• [Exercise directions]
Show every line below where "insert" appears.
---+---
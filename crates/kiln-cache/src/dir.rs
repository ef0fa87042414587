//! Local directory-backed artifact cache.
//!
//! Layout: `<root>/<hex[..2]>/<hex>` for blobs (opaque bytes — ZIP
//! artifacts and gzip manifests alike), with a `<hex>.meta.json` sidecar
//! carrying the out-of-band metadata. Writes go through temp + rename so a
//! concurrent fetch never sees a partial blob.

use std::collections::HashMap;

use async_trait::async_trait;
use camino::{Utf8Path, Utf8PathBuf};
use tracing::{debug, warn};

use kiln_hash::RuleKey;

use crate::{ArtifactCache, ArtifactInfo, CacheResult};

pub struct DirArtifactCache {
    root: Utf8PathBuf,
}

impl DirArtifactCache {
    pub fn new(root: impl Into<Utf8PathBuf>) -> Self {
        Self { root: root.into() }
    }

    fn blob_path(&self, key: &RuleKey) -> Utf8PathBuf {
        let hex = key.to_hex();
        self.root.join(&hex[..2]).join(hex)
    }

    fn meta_path(&self, key: &RuleKey) -> Utf8PathBuf {
        let hex = key.to_hex();
        self.root.join(&hex[..2]).join(format!("{hex}.meta.json"))
    }

    async fn store_one(
        &self,
        key: &RuleKey,
        metadata: &HashMap<String, String>,
        blob: &Utf8Path,
    ) -> std::io::Result<()> {
        let meta_json = serde_json::to_vec(metadata).map_err(std::io::Error::other)?;
        let contents = tokio::fs::read(blob).await?;
        kiln_io::atomic_write_async(self.blob_path(key), contents).await?;
        kiln_io::atomic_write_async(self.meta_path(key), meta_json).await?;
        Ok(())
    }
}

#[async_trait]
impl ArtifactCache for DirArtifactCache {
    async fn fetch(&self, key: RuleKey, dest: &Utf8Path) -> CacheResult {
        let blob_path = self.blob_path(&key);
        let metadata = match tokio::fs::read(self.meta_path(&key)).await {
            Ok(bytes) => match serde_json::from_slice(&bytes) {
                Ok(map) => map,
                Err(e) => {
                    return CacheResult::Error {
                        description: format!("corrupt cache metadata for {}: {e}", key.short_hex()),
                    };
                }
            },
            Err(e) if e.kind() == std::io::ErrorKind::NotFound => return CacheResult::Miss,
            Err(e) => {
                return CacheResult::Error {
                    description: format!("cache metadata read failed: {e}"),
                };
            }
        };

        match tokio::fs::copy(&blob_path, dest).await {
            Ok(artifact_size) => {
                debug!(key = %key.short_hex(), size = artifact_size, "cache hit");
                CacheResult::Hit {
                    metadata,
                    artifact_size,
                }
            }
            Err(e) if e.kind() == std::io::ErrorKind::NotFound => CacheResult::Miss,
            Err(e) => CacheResult::Error {
                description: format!("cache blob read failed: {e}"),
            },
        }
    }

    async fn store(&self, info: ArtifactInfo, blob: Utf8PathBuf) {
        for key in &info.keys {
            if let Err(e) = self.store_one(key, &info.metadata, &blob).await {
                warn!(key = %key.short_hex(), error = %e, "artifact store failed");
            } else {
                debug!(key = %key.short_hex(), "artifact stored");
            }
        }
    }
}

#[cfg(test)]
mod tests {
    use super::*;

    fn cache() -> (tempfile::TempDir, DirArtifactCache, Utf8PathBuf) {
        let dir = tempfile::tempdir().unwrap();
        let root = Utf8PathBuf::from_path_buf(dir.path().to_owned()).unwrap();
        let cache = DirArtifactCache::new(root.join("cache"));
        (dir, cache, root)
    }

    #[tokio::test]
    async fn fetch_of_unknown_key_misses() {
        let (_dir, cache, root) = cache();
        let result = cache
            .fetch(RuleKey::from_bytes(b"unknown"), &root.join("out.zip"))
            .await;
        assert!(matches!(result, CacheResult::Miss));
    }

    #[tokio::test]
    async fn store_then_fetch_round_trips() {
        let (_dir, cache, root) = cache();
        let blob = root.join("blob.zip");
        tokio::fs::write(&blob, b"zip bytes").await.unwrap();

        let key = RuleKey::from_bytes(b"the-key");
        let mut metadata = HashMap::new();
        metadata.insert("RULE_KEY".to_string(), key.to_hex());
        cache
            .store(
                ArtifactInfo {
                    keys: vec![key],
                    metadata: metadata.clone(),
                },
                blob,
            )
            .await;

        let dest = root.join("fetched.zip");
        match cache.fetch(key, &dest).await {
            CacheResult::Hit {
                metadata: got,
                artifact_size,
            } => {
                assert_eq!(got, metadata);
                assert_eq!(artifact_size, 9);
            }
            other => panic!("expected hit, got {other:?}"),
        }
        assert_eq!(tokio::fs::read(&dest).await.unwrap(), b"zip bytes");
    }

    #[tokio::test]
    async fn multi_key_store_indexes_every_key() {
        let (_dir, cache, root) = cache();
        let blob = root.join("blob.zip");
        tokio::fs::write(&blob, b"shared").await.unwrap();

        let k1 = RuleKey::from_bytes(b"default");
        let k2 = RuleKey::from_bytes(b"input-based");
        cache
            .store(
                ArtifactInfo {
                    keys: vec![k1, k2],
                    metadata: HashMap::new(),
                },
                blob,
            )
            .await;

        for key in [k1, k2] {
            let dest = root.join(format!("out-{}.zip", key.short_hex()));
            assert!(cache.fetch(key, &dest).await.is_hit());
        }
    }
}
//! Rule-key computation.
//!
//! All four key variants (default, input-based, dep-file, manifest) share one
//! canonical serializer: a tagged hash sponge over blake3. Two rules with
//! identical logical key inputs always get bit-identical keys; there is no
//! per-rule salt. A process-wide seed is folded into every key so a fleet can
//! invalidate everything at once.

mod factory;
mod hasher;

pub use factory::{ManifestKeyAndInputs, MissingInputBehavior, RuleKeyFactory};
pub use hasher::KeyHasher;

use std::sync::Arc;

use camino::Utf8PathBuf;
use kiln_rule::BuildTarget;
use thiserror::Error;

/// Errors during key computation. Control-flow conditions (size limit,
/// missing inputs) are explicit variants the engine branches on.
#[derive(Debug, Clone, Error)]
pub enum KeyError {
    #[error("input-based key for {target} exceeds size limit ({actual} > {limit} bytes)")]
    SizeLimitExceeded {
        target: BuildTarget,
        limit: u64,
        actual: u64,
    },

    #[error("dep-file input `{path}` for {target} no longer exists")]
    MissingInput {
        target: BuildTarget,
        path: Utf8PathBuf,
    },

    #[error("i/o error hashing `{path}`: {source}")]
    Io {
        path: Utf8PathBuf,
        #[source]
        source: Arc<std::io::Error>,
    },
}
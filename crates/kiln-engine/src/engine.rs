//! The four-stage cache protocol and post-build finalization.
//!
//! Per rule, strictly in order:
//! 1. on-disk default-key match (nothing ran, nothing fetched)
//! 2. default-key cache fetch
//! 3. build deps (shuffled, recursive)
//! 4. partial-information keys: input-based match/fetch, dep-file match,
//!    manifest lookup and fetch
//! 5. local step execution
//!
//! Every stage boundary polls for cancellation. The most specific route that
//! succeeds wins; results are memoized per target for the engine's lifetime.

use std::collections::HashMap;
use std::sync::{Arc, Mutex, OnceLock};

use camino::{Utf8Path, Utf8PathBuf};
use futures_util::future::{join_all, BoxFuture, Shared};
use futures_util::FutureExt;
use rand::seq::SliceRandom;
use tracing::{debug, info, warn};

use kiln_cache::{ArtifactCache, ArtifactInfo, CacheResult};
use kiln_hash::{hash_file, DefaultFileHashCache, FileHashCache, ProjectFilesystem, RuleKey};
use kiln_keys::{KeyError, ManifestKeyAndInputs, MissingInputBehavior, RuleKeyFactory};
use kiln_manifest::Manifest;
use kiln_metadata::{keys, BuildInfoStore, BuildInfoStores};
use kiln_rule::{
    BuildMode, BuildRule, BuildTarget, EngineConfig, InputDescriptor, ResourceAmounts, RuleTable,
    Step, StepContext, TargetId,
};

use crate::events::{EngineEvent, EventSink};
use crate::result::{BuildKind, BuildReport, BuildResult, BuildStatus, EngineError, FirstFailure};
use crate::scheduler::Scheduler;

const OUT_DIR: &str = ".kiln";
const META_DIR: &str = "meta";
const SCRATCH_DIR: &str = "tmp";

type RuleFuture = Shared<BoxFuture<'static, BuildResult>>;

/// Why a rule did not succeed, split so cancellation is never conflated with
/// failure.
enum RuleFailure {
    Canceled(String),
    Error(EngineError),
}

impl From<EngineError> for RuleFailure {
    fn from(e: EngineError) -> Self {
        RuleFailure::Error(e)
    }
}

impl From<KeyError> for RuleFailure {
    fn from(e: KeyError) -> Self {
        RuleFailure::Error(EngineError::Key(e))
    }
}

type RuleOutcome = Result<(BuildKind, CacheResult), RuleFailure>;

/// Carries stage-computed facts into finalization.
#[derive(Default)]
struct FinalizeCtx {
    input_key: Option<RuleKey>,
    /// Out-of-band metadata from a cache hit, plus the fetched blob size.
    fetched: Option<(HashMap<String, String>, u64)>,
    /// The manifest (and its key) that routed a manifest-based hit.
    manifest: Option<(ManifestKeyAndInputs, Manifest)>,
}

/// The caching build engine.
pub struct BuildEngine {
    inner: Arc<EngineInner>,
}

struct EngineInner {
    table: RuleTable,
    fs: ProjectFilesystem,
    config: EngineConfig,
    hash_cache: Arc<dyn FileHashCache>,
    key_factory: RuleKeyFactory,
    stores: BuildInfoStores,
    cache: Arc<dyn ArtifactCache>,
    scheduler: Arc<Scheduler>,
    events: Arc<dyn EventSink>,
    /// Memoized result futures. The lock is held only around first-insert,
    /// keeping the map single-writer per target.
    results: Mutex<HashMap<TargetId, RuleFuture>>,
    first_failure: OnceLock<FirstFailure>,
}
//! Side-band engine events.
//!
//! Posting is a plain method call into a non-blocking sink; nothing on the
//! cache critical path ever waits on an event consumer.

use std::sync::Mutex;

use kiln_hash::RuleKey;
use kiln_rule::BuildTarget;

use crate::BuildKind;

#[derive(Debug, Clone)]
pub enum EngineEvent {
    RuleStarted {
        target: BuildTarget,
    },
    RuleFinished {
        target: BuildTarget,
        kind: Option<BuildKind>,
    },
    CacheFetchStarted {
        target: BuildTarget,
        key: RuleKey,
    },
    CacheFetchFinished {
        target: BuildTarget,
        key: RuleKey,
        hit: bool,
    },
    StepStarted {
        target: BuildTarget,
        step: String,
    },
    StepFinished {
        target: BuildTarget,
        step: String,
        exit_code: i32,
    },
    ArtifactCompressed {
        target: BuildTarget,
        uncompressed_bytes: u64,
        compressed_bytes: u64,
    },
    ManifestStored {
        target: BuildTarget,
        entries: usize,
    },
}

pub trait EventSink: Send + Sync {
    fn post(&self, event: EngineEvent);
}

/// Discards everything.
pub struct NullEventSink;

impl EventSink for NullEventSink {
    fn post(&self, _event: EngineEvent) {}
}

/// Buffers events in memory; for tests and debugging.
#[derive(Default)]
pub struct MemoryEventSink {
    events: Mutex<Vec<EngineEvent>>,
}

impl MemoryEventSink {
    pub fn new() -> Self {
        Self::default()
    }

    pub fn take(&self) -> Vec<EngineEvent> {
        std::mem::take(&mut self.events.lock().unwrap())
    }
}

impl EventSink for MemoryEventSink {
    fn post(&self, event: EngineEvent) {
        self.events.lock().unwrap().push(event);
    }
}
---+---
• [Task solution]
        metadata.insert("RULE_KEY".to_string(), key.to_hex());
    /// Memoized result futures. The lock is held only around first-insert,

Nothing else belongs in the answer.